Ultimately, this is a situation where legislation alone is not the answer.  Empathy is required by landlords and agents alike as they recognise the stress and strain facing businesses owners.  The long-term view needs to be taken – treat your tenant with compassion and they are more likely to renew their lease at the end of it’s term.  Assist your tenant through this period and you help a business stay afloat which will help the economy recover.

As a balance to this, tenants must understand the position of their landlord, and recognise they too have financial commitments which need to be met.

The most successful outcomes will arise from a balanced approach.  Understanding on both sides and a willingness to accept changes to leases and rents in order to facilitate the ongoing recovery of small business.  Now is not a time to be greedy.

The Office Space Conundrum

In a pre-COVID-19 world, it was suggested the optimal office space would be calculated on about 4 square metres per workstation.  With many offices working to less than this, especially as a business begins to outgrow it’s leased area.  With social distancing requirements set to be a fixture into the foreseeable future, this estimate should work quite well however, what about break-out areas?  Lunch rooms?  Bathrooms?  Lifts?  Then it becomes altogether more difficult, I can’t imagine anybody wants to have to queue for the toilet whilst at the office, and I have seen estimates of anything up to an hour for an employee to be able to sit at their desk as they wait to be able to use the lift.

The pandemic has demonstrated the implementation of flexible working conditions is possible, and has the ability to work-well for those in a position to utilise it.  Creativity will be needed to ensure a balance is achieved between providing employees with a safe working environment and utilisation of existing space and its amenities.

We are likely to see many changes in the office space environment as businesses trial new approaches to the work environment.

Asset Values

The commercial real estate sector has long been seen as an area of “safe” investment.  Tenancies are generally long-term, businesses are generally reliable when it comes to paying rent, rental yields tend to remain steady as do property valuations.  Overall there is little volatility.

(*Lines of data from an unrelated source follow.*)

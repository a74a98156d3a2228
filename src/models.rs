use crate::config::Locale;
use crate::hashing::{count_words, name_hash};
use crate::record::{Record, Weighted};
use crate::StoreError;
use chrono::{DateTime, Utc};
use serde::{Deserialize, Serialize};

pub const NAME_HASH: &str = "nameHash";
pub const ROOT_NAME_HASH: &str = "rootNameHash";
pub const NAMES_HASHES: &str = "namesHashes";
pub const PARTIAL_NAMES_HASHES: &str = "partialNamesHashes";

/// A candidate named-entity mention with its occurrence count.
#[derive(Debug, Clone, PartialEq, Serialize, Deserialize)]
#[serde(rename_all = "camelCase")]
pub struct Concept {
    pub id: String,
    pub lang: String,
    pub country: String,
    pub name: String,
    pub name_hash: String,
    #[serde(default, skip_serializing_if = "Option::is_none")]
    pub root_name: Option<String>,
    pub root_name_hash: String,
    pub count_words: u32,
    #[serde(default)]
    pub is_abbr: bool,
    #[serde(default, skip_serializing_if = "Option::is_none")]
    pub abbr: Option<String>,
    #[serde(default, skip_serializing_if = "Option::is_none")]
    pub context_names: Option<Vec<String>>,
    /// Zero means "not set"; creation turns it into 1.
    #[serde(default)]
    pub popularity: u32,
    #[serde(default, skip_serializing_if = "Option::is_none")]
    pub created_at: Option<DateTime<Utc>>,
}

impl Concept {
    /// Build a concept for `name`, keyed by its normalized hash.
    ///
    /// The root name groups inflected variants; it defaults to the name itself.
    pub fn new(locale: &Locale, name: &str, root_name: Option<&str>) -> Self {
        let hash = name_hash(name, locale);
        let root_name_hash = root_name.map(|root| name_hash(root, locale)).unwrap_or_else(|| hash.clone());

        Self {
            id: hash.clone(),
            lang: locale.lang().to_string(),
            country: locale.country().to_string(),
            name: name.trim().to_string(),
            name_hash: hash,
            root_name: root_name.map(|root| root.trim().to_string()),
            root_name_hash,
            count_words: count_words(name).max(1),
            is_abbr: false,
            abbr: None,
            context_names: None,
            popularity: 1,
            created_at: None,
        }
    }

    pub fn abbreviation(mut self) -> Self {
        self.is_abbr = true;
        self
    }

    pub fn with_abbr(mut self, abbr: &str) -> Self {
        self.abbr = Some(abbr.to_string());
        self
    }

    pub fn with_context_names(mut self, names: Vec<String>) -> Self {
        self.context_names = Some(names);
        self
    }
}

impl Record for Concept {
    const KIND: &'static str = "concepts";
    const INDEXED_FIELDS: &'static [&'static str] = &[NAME_HASH, ROOT_NAME_HASH];

    fn id(&self) -> &str {
        &self.id
    }

    fn hash_values(&self, field: &str) -> Vec<&str> {
        match field {
            NAME_HASH => vec![self.name_hash.as_str()],
            ROOT_NAME_HASH => vec![self.root_name_hash.as_str()],
            _ => Vec::new(),
        }
    }

    fn fill_defaults(&mut self, now: DateTime<Utc>) {
        if self.popularity == 0 {
            self.popularity = 1;
        }
        self.created_at.get_or_insert(now);
    }

    fn validate(&self) -> Result<(), StoreError> {
        if self.popularity == 0 {
            return Err(StoreError::Validation(format!("concept {} must have popularity of at least 1", self.id)));
        }
        Ok(())
    }
}

impl Weighted for Concept {
    fn popularity(&self) -> u32 {
        self.popularity
    }
}

/// Partial concept update. `None` fields are left untouched.
#[derive(Debug, Clone, Default, Serialize)]
#[serde(rename_all = "camelCase")]
pub struct ConceptPatch {
    #[serde(skip_serializing_if = "Option::is_none")]
    pub name: Option<String>,
    #[serde(skip_serializing_if = "Option::is_none")]
    pub name_hash: Option<String>,
    #[serde(skip_serializing_if = "Option::is_none")]
    pub root_name: Option<String>,
    #[serde(skip_serializing_if = "Option::is_none")]
    pub root_name_hash: Option<String>,
    #[serde(skip_serializing_if = "Option::is_none")]
    pub count_words: Option<u32>,
    #[serde(skip_serializing_if = "Option::is_none")]
    pub is_abbr: Option<bool>,
    #[serde(skip_serializing_if = "Option::is_none")]
    pub abbr: Option<String>,
    #[serde(skip_serializing_if = "Option::is_none")]
    pub context_names: Option<Vec<String>>,
    #[serde(skip_serializing_if = "Option::is_none")]
    pub popularity: Option<u32>,
    #[serde(skip_serializing_if = "Option::is_none")]
    pub created_at: Option<DateTime<Utc>>,
}

/// An external wiki entity, looked up by any of its name hashes.
#[derive(Debug, Clone, PartialEq, Serialize, Deserialize)]
#[serde(rename_all = "camelCase")]
pub struct WikiEntity {
    pub id: String,
    pub name: String,
    pub lang: String,
    pub names_hashes: Vec<String>,
    #[serde(default)]
    pub partial_names_hashes: Vec<String>,
    #[serde(default, skip_serializing_if = "Option::is_none")]
    pub lastname: Option<String>,
    #[serde(rename = "type", default, skip_serializing_if = "Option::is_none")]
    pub entity_type: Option<String>,
    #[serde(default, skip_serializing_if = "Option::is_none")]
    pub description: Option<String>,
    #[serde(default, skip_serializing_if = "Option::is_none")]
    pub wiki_data_id: Option<String>,
    #[serde(default, skip_serializing_if = "Option::is_none")]
    pub wiki_page_title: Option<String>,
    #[serde(default, skip_serializing_if = "Option::is_none")]
    pub country_codes: Option<Vec<String>>,
    #[serde(default, skip_serializing_if = "Option::is_none")]
    pub rank: Option<u32>,
    #[serde(default, skip_serializing_if = "Option::is_none")]
    pub created_at: Option<DateTime<Utc>>,
}

impl WikiEntity {
    pub fn new(id: &str, name: &str, lang: &str, names_hashes: Vec<String>) -> Self {
        Self {
            id: id.to_string(),
            name: name.to_string(),
            lang: lang.to_string(),
            names_hashes,
            partial_names_hashes: Vec::new(),
            lastname: None,
            entity_type: None,
            description: None,
            wiki_data_id: None,
            wiki_page_title: None,
            country_codes: None,
            rank: None,
            created_at: None,
        }
    }
}

impl Record for WikiEntity {
    const KIND: &'static str = "wikientities";
    const INDEXED_FIELDS: &'static [&'static str] = &[NAMES_HASHES, PARTIAL_NAMES_HASHES];

    fn id(&self) -> &str {
        &self.id
    }

    fn hash_values(&self, field: &str) -> Vec<&str> {
        match field {
            NAMES_HASHES => self.names_hashes.iter().map(String::as_str).collect(),
            PARTIAL_NAMES_HASHES => self.partial_names_hashes.iter().map(String::as_str).collect(),
            _ => Vec::new(),
        }
    }

    fn fill_defaults(&mut self, now: DateTime<Utc>) {
        self.created_at.get_or_insert(now);
    }

    fn validate(&self) -> Result<(), StoreError> {
        if self.names_hashes.is_empty() {
            return Err(StoreError::Validation(format!("wiki entity {} has no names hashes", self.id)));
        }
        Ok(())
    }
}

#[derive(Debug, Clone, Default, Serialize)]
#[serde(rename_all = "camelCase")]
pub struct WikiEntityPatch {
    #[serde(skip_serializing_if = "Option::is_none")]
    pub name: Option<String>,
    #[serde(skip_serializing_if = "Option::is_none")]
    pub names_hashes: Option<Vec<String>>,
    #[serde(skip_serializing_if = "Option::is_none")]
    pub partial_names_hashes: Option<Vec<String>>,
    #[serde(skip_serializing_if = "Option::is_none")]
    pub lastname: Option<String>,
    #[serde(rename = "type", skip_serializing_if = "Option::is_none")]
    pub entity_type: Option<String>,
    #[serde(skip_serializing_if = "Option::is_none")]
    pub description: Option<String>,
    #[serde(skip_serializing_if = "Option::is_none")]
    pub country_codes: Option<Vec<String>>,
    #[serde(skip_serializing_if = "Option::is_none")]
    pub rank: Option<u32>,
}

/// A name already searched for on the wiki
#[derive(Debug, Clone, PartialEq, Serialize, Deserialize)]
#[serde(rename_all = "camelCase")]
pub struct WikiSearchName {
    pub id: String,
    pub name: String,
    pub lang: String,
    pub country: String,
    #[serde(default, skip_serializing_if = "Option::is_none")]
    pub created_at: Option<DateTime<Utc>>,
    #[serde(default, skip_serializing_if = "Option::is_none")]
    pub last_search_at: Option<DateTime<Utc>>,
}

impl WikiSearchName {
    pub fn new(locale: &Locale, name: &str) -> Self {
        Self {
            id: name_hash(name, locale),
            name: name.trim().to_string(),
            lang: locale.lang().to_string(),
            country: locale.country().to_string(),
            created_at: None,
            last_search_at: None,
        }
    }
}

impl Record for WikiSearchName {
    const KIND: &'static str = "names";

    fn id(&self) -> &str {
        &self.id
    }

    fn fill_defaults(&mut self, now: DateTime<Utc>) {
        self.created_at.get_or_insert(now);
        self.last_search_at.get_or_insert(now);
    }
}

/// A wiki page title already fetched
#[derive(Debug, Clone, PartialEq, Serialize, Deserialize)]
#[serde(rename_all = "camelCase")]
pub struct WikiTitle {
    pub id: String,
    pub title: String,
    pub lang: String,
    #[serde(default, skip_serializing_if = "Option::is_none")]
    pub created_at: Option<DateTime<Utc>>,
    #[serde(default, skip_serializing_if = "Option::is_none")]
    pub last_search_at: Option<DateTime<Utc>>,
}

impl WikiTitle {
    pub fn new(lang: &str, title: &str) -> Self {
        Self {
            id: format!("{}:{}", lang, title.trim()),
            title: title.trim().to_string(),
            lang: lang.to_string(),
            created_at: None,
            last_search_at: None,
        }
    }
}

impl Record for WikiTitle {
    const KIND: &'static str = "titles";

    fn id(&self) -> &str {
        &self.id
    }

    fn fill_defaults(&mut self, now: DateTime<Utc>) {
        self.created_at.get_or_insert(now);
        self.last_search_at.get_or_insert(now);
    }
}

/// Update for the search-tracking records (search names and titles)
#[derive(Debug, Clone, Default, Serialize)]
#[serde(rename_all = "camelCase")]
pub struct SearchPatch {
    #[serde(skip_serializing_if = "Option::is_none")]
    pub last_search_at: Option<DateTime<Utc>>,
    #[serde(skip_serializing_if = "Option::is_none")]
    pub created_at: Option<DateTime<Utc>>,
}

impl SearchPatch {
    pub fn searched_at(at: DateTime<Utc>) -> Self {
        Self { last_search_at: Some(at), created_at: None }
    }
}
pub mod concept_repository;
pub mod config;
pub mod error;
pub mod hashing;
pub mod index;
pub mod merge;
pub mod models;
pub mod popularity;
pub mod prune;
pub mod record;
pub mod store;
pub mod wiki_entity_repository;
pub mod wiki_search_name_repository;
pub mod wiki_title_repository;

pub use concept_repository::ConceptRepository;
pub use config::{Locale, StoreConfig};
pub use error::*;
pub use merge::Update;
pub use models::*;
pub use popularity::PopularHash;
pub use store::Collection;
pub use wiki_entity_repository::WikiEntityRepository;
pub use wiki_search_name_repository::WikiSearchNameRepository;
pub use wiki_title_repository::WikiTitleRepository;

use tracing_subscriber::EnvFilter;

/// Install a stderr fmt subscriber filtered by `RUST_LOG` (default `info`).
///
/// Safe to call more than once; later calls keep the first subscriber.
pub fn init_tracing(service: &str) {
    let filter = EnvFilter::try_from_default_env().unwrap_or_else(|_| EnvFilter::new("info"));
    let installed = tracing_subscriber::fmt()
        .with_env_filter(filter)
        .with_writer(std::io::stderr)
        .try_init()
        .is_ok();

    if installed {
        tracing::debug!(service, "tracing initialized");
    }
}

This apparent certainty has been dealt a blow with the expected economic downturn as a result of the COVID-19 pandemic.  When economies are stressed, property valuations become uncertain which makes it difficult to make informed fair value judgements for financial reporting purposes.

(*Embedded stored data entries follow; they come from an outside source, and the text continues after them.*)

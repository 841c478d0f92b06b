use std::{f64::consts::PI, num::NonZeroUsize};

use stepwise_batch::{Options, Outcome, Row, integrate_all, scatter};
use stepwise_core::OscillatorProblem;
use stepwise_solvers::rk4;

fn sweep(count: u64) -> Vec<Row> {
    (0..count)
        .map(|id| {
            let phase = id as f64 * 0.1;
            Row {
                id,
                problem: OscillatorProblem {
                    t0: 0.0,
                    x0: phase.sin(),
                    v0: phase.cos(),
                    tmax: 4.0 * PI,
                    dt: 0.05 + 0.001 * (id % 50) as f64,
                },
            }
        })
        .collect()
}

#[test]
fn parallel_batch_matches_sequential_integration() {
    let rows = sweep(400);
    let threads = NonZeroUsize::new(4).expect("non-zero");

    let report = integrate_all(&rows, &Options::new().with_threads(threads)).expect("pool built");

    assert_eq!(report.entries.len(), rows.len());
    for (entry, row) in report.entries.iter().zip(&rows) {
        let expected = rk4::integrate(row.problem).expect("valid problem");
        assert_eq!(entry.id, row.id);
        assert_eq!(entry.outcome, Outcome::Completed(expected));
    }
}

#[test]
fn repeated_batches_are_identical() {
    let rows = sweep(100);

    let first = integrate_all(&rows, &Options::default()).expect("pool available");
    let second = integrate_all(&rows, &Options::default()).expect("pool available");

    assert_eq!(first, second);
}

#[test]
fn energy_is_kept_across_the_batch() {
    let rows = sweep(200);

    let report = integrate_all(&rows, &Options::default()).expect("pool available");

    for output in report.outputs() {
        let energy = output.x * output.x + output.v * output.v;
        assert!((energy - 1.0).abs() < 1e-3, "row {}: energy {energy}", output.id);
    }
}

#[test]
fn scatter_maps_arbitrary_items() {
    let rates: Vec<f64> = (0..10).map(|k| k as f64 / 10.0).collect();

    let outcomes = scatter(
        &rates,
        |&rate| {
            rk4::integrate(OscillatorProblem {
                t0: 0.0,
                x0: 1.0,
                v0: -rate,
                tmax: 0.0,
                dt: 0.1,
            })
        },
        &Options::default(),
    )
    .expect("pool available");

    for (outcome, rate) in outcomes.iter().zip(&rates) {
        // A horizon at the start time returns the initial state untouched.
        assert_eq!(outcome.completed(), Some(&[1.0, -rate]));
    }
}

Determining the fair value of an asset means considering many different variables including, yields, future rental cash flows, incentives, future capital expenditure and comparable market sales.

It’s this latter point that has the propensity to cause the most pain.  In a market subject to volatility it is difficult to compare accurately with other transactions due to both a lack of transactions and significant variations in price.  This becomes problematic for fair value reporting as all these variances need to be given due consideration and disclosures amended.

Not only this, falling property valuations impact upon borrowing capacity, banking covenants and may even present going concern issues.


The dialogue between landlords and their tenants will be crucial to the success of any future relationship and associated recovery.  Now is not the time for either party to be greedy.  It is likely there will be greater demand for landlords to invest in capital expenditure, especially in relation to air quality and other safety amenities to ensure their buildings remain attractive and desirable.  Employers are facing a period of innovation in terms of how to manage the work environment.  It is clear the idea of the traditional office is being eroded and offices and businesses alike will have to adapt and be used in different ways to accommodate this “new normal”.

Tolerance, understanding and patience are required as we as individuals, managers, employers and businesses navigate our way through this period of change.